【メソッド3】総人口は増えないが(???)人口が増えた

 過疎化が進む地域で取り入れられている政策に「移住者を受け入れる」という制度があります。海士町は各地でよく見られる政策よりもさらに一歩踏み込んだ制度を導入しました。

 ここでも重要なのは「持続性」。山内さんは話します。「島の持続性に必要なものは『人材』なんです。海士町に来られて住まれる方は、『景色がいいので老後を楽しむ』という世代ではなく、40代以下の働く方が多いですね」と。全国の多くの地域では、空き家を活用し家賃を補助する制度がありますが、海士町は農業や漁業に携わる移住者に対し役場が住宅を作り、月に15万円を支給。さらに地元の「師匠」も紹介します。

役場が準備した移住者のための住居

 この至れり尽くせりの制度もあって、移住する方が年々増えてきています。実際、海士町に移り住んだ丹後貴視さん(26歳・2015年取材当時)は、大学時代に海士町を訪れ、その魅力にはまり移住を決められました。また3年前に勤めていた会社を辞めて移住してきた白石宗久さん(46歳・2015年取材当時)は「金銭面は正直厳しいですが、食に困ることはありません(笑)。地域の方に助けていただいて充実した生活を送っています」と話します。

 海士町は昭和50年代まで、みかん産業が盛んだったのですが、農家の高齢化や後継者不足により衰退しました。そこで、もう一度みかん産業を復活させようと海士町役場がプロジェクトを立ち上げ、この丹後さんと白石さんがこのプロジェクト要員に選ばれました。この2人、全く農業経験はありませんでしたが、役場が全面サポートしています。

 山内さんは話します。「仕事を辞めて来られる方は、給料はかつての半分以下でしょう。けれども、それを抜きにして本気で取り組んでくださっています。それを役場も本気でバックアップします。移住して来られる方は新しいステージを求めてきているんです。だからそのお手伝いをするのは行政です。昔からの島の人間からすると異質なものかもしれません。しかし、異質なものと地場の者が重なって化学反応が起きて新しい力になっていくんです」。島の総人口が増えた訳ではありませんが、労働力となる「活力人口」が増えたことで海士町にさらに活気が出てきたのです。

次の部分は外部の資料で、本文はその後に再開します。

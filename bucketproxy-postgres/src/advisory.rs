//! Coordination through transaction-scoped advisory locks.
//!
//! One cycle runs inside one transaction:
//!
//! ```text
//! BEGIN
//! set_config('lock_timeout', <remaining>, true)   -- only with a request timeout
//! pg_advisory_xact_lock(<lock id>)                -- blocks while another cycle holds it
//! SELECT state ...                                -- plain read, the lock serializes writers
//! <transition>
//! INSERT ... ON CONFLICT DO UPDATE
//! COMMIT                                           -- releases the lock
//! ```
//!
//! The lock is released when the transaction ends, however it ends: commit, rollback after
//! an error, or the transaction being dropped when the timeout guard abandons the cycle. No
//! retry loop is needed, so the transition runs exactly once per call.

use crate::settings::SqlProxyConfiguration;
use crate::sql::{self, apply_lock_timeout, bind_key, classify, Stored};
use async_trait::async_trait;
use bucketproxy::{
    Backend, ConfigError, CycleContext, ExpirationPolicy, KeyRef, ProxyError, ProxyResult,
    Transition,
};

#[derive(Debug, Clone)]
pub struct AdvisoryLockBackend {
    config: SqlProxyConfiguration,
}

impl AdvisoryLockBackend {
    pub fn new(config: SqlProxyConfiguration) -> Self {
        Self { config }
    }

    pub fn configuration(&self) -> &SqlProxyConfiguration {
        &self.config
    }

    /// Delete up to `batch_size` expired rows.
    ///
    /// Advisory cycles hold no row lock, so a sweep may delete a row a cycle has just read as
    /// expired. The cycle's upsert then re-creates the row.
    pub async fn remove_expired(&self, batch_size: i64) -> ProxyResult<u64> {
        sql::remove_expired(&self.config, batch_size).await
    }
}

#[async_trait]
impl Backend for AdvisoryLockBackend {
    fn name(&self) -> &'static str {
        "postgres-advisory-lock"
    }

    fn validate(&self, expiration: &ExpirationPolicy) -> Result<(), ConfigError> {
        sql::validate_expiration(&self.config, expiration)
    }

    async fn execute<T>(
        &self,
        key: KeyRef<'_>,
        transition: &T,
        ctx: &CycleContext,
    ) -> ProxyResult<T::Output>
    where
        T: Transition,
    {
        self.config.check_key(key)?;
        let guard = ctx.guard();
        let queries = self.config.queries();
        let lock_id = key.advisory_lock_id();

        let mut tx = self.config.pool().begin().await.map_err(|e| classify(e, guard))?;
        apply_lock_timeout(&mut tx, guard).await?;
        sqlx::query("SELECT pg_advisory_xact_lock($1)")
            .bind(lock_id)
            .execute(&mut *tx)
            .await
            .map_err(|e| classify(e, guard))?;
        tracing::debug!(
            target: "bucketproxy::postgres",
            lock_id,
            waited_ms = guard.elapsed().as_millis() as u64,
            "advisory lock acquired"
        );

        let row = bind_key(sqlx::query(&queries.select), key)
            .fetch_optional(&mut *tx)
            .await
            .map_err(|e| classify(e, guard))?;
        let stored = Stored::from_row(row).map_err(|e| classify(e, guard))?;

        // Dropping `tx` on any early return rolls back and releases the lock.
        let (state, output) = transition
            .apply(stored.state.as_deref())
            .map_err(ProxyError::TransitionFailed)?
            .into_parts();

        if let Some(state) = state {
            queries
                .write(key, state, ctx.expiration())
                .execute(&mut *tx)
                .await
                .map_err(|e| classify(e, guard))?;
        }
        tx.commit().await.map_err(|e| classify(e, guard))?;
        Ok(output)
    }

    async fn read(&self, key: KeyRef<'_>, ctx: &CycleContext) -> ProxyResult<Option<Vec<u8>>> {
        sql::read_state(&self.config, key, ctx).await
    }

    async fn remove(&self, key: KeyRef<'_>, ctx: &CycleContext) -> ProxyResult<bool> {
        sql::delete_state(&self.config, key, ctx).await
    }
}
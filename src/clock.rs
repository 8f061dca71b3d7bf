//! Wall-clock abstraction used to stamp and check expiry times.

use std::sync::atomic::{AtomicU64, Ordering};
use std::sync::Arc;
use std::time::{Duration, SystemTime, UNIX_EPOCH};

/// Milliseconds since the Unix epoch, so expiry stamps stay comparable across processes.
pub trait Clock: Send + Sync + std::fmt::Debug {
    fn now_millis(&self) -> u64;
}

#[derive(Debug, Default, Clone, Copy)]
pub struct SystemClock;

impl Clock for SystemClock {
    fn now_millis(&self) -> u64 {
        SystemTime::now()
            .duration_since(UNIX_EPOCH)
            .map(|d| u64::try_from(d.as_millis()).unwrap_or(u64::MAX))
            .unwrap_or(0)
    }
}

/// Clock that only moves when told to. Clones share the same time.
#[derive(Debug, Clone, Default)]
pub struct ManualClock {
    now: Arc<AtomicU64>,
}

impl ManualClock {
    pub fn new(start_millis: u64) -> Self {
        Self { now: Arc::new(AtomicU64::new(start_millis)) }
    }

    pub fn advance(&self, by: Duration) {
        let by = u64::try_from(by.as_millis()).unwrap_or(u64::MAX);
        self.now.fetch_add(by, Ordering::SeqCst);
    }

    pub fn set(&self, millis: u64) {
        self.now.store(millis, Ordering::SeqCst);
    }
}

impl Clock for ManualClock {
    fn now_millis(&self) -> u64 {
        self.now.load(Ordering::SeqCst)
    }
}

【メソッド3】総人口は増えないが( 活力 )人口が増えた

 最後にメソッド4です。

【メソッド4】島の未来の為に(???)にも新ルールを作る

 山内さんの話す「島の持続性」を保つには教育も重要な要素です。

高校も存続の危機に

 島唯一の高校である島根県立隠岐島前高等学校は、2008年度の入学者数が28人と、学校統廃合の危機に陥ります。これを救う手立てとして、島の外から生徒に来てもらう「島留学」が誕生しました。そこで学校と役場が協力し、国公立大学進学を視野に入れ希望実現を目指す「特別進学コース」と、体験型・課題解決型の学習を通じて地域の未来を切り開くための実践力を養う「地域創造コース」を設置します。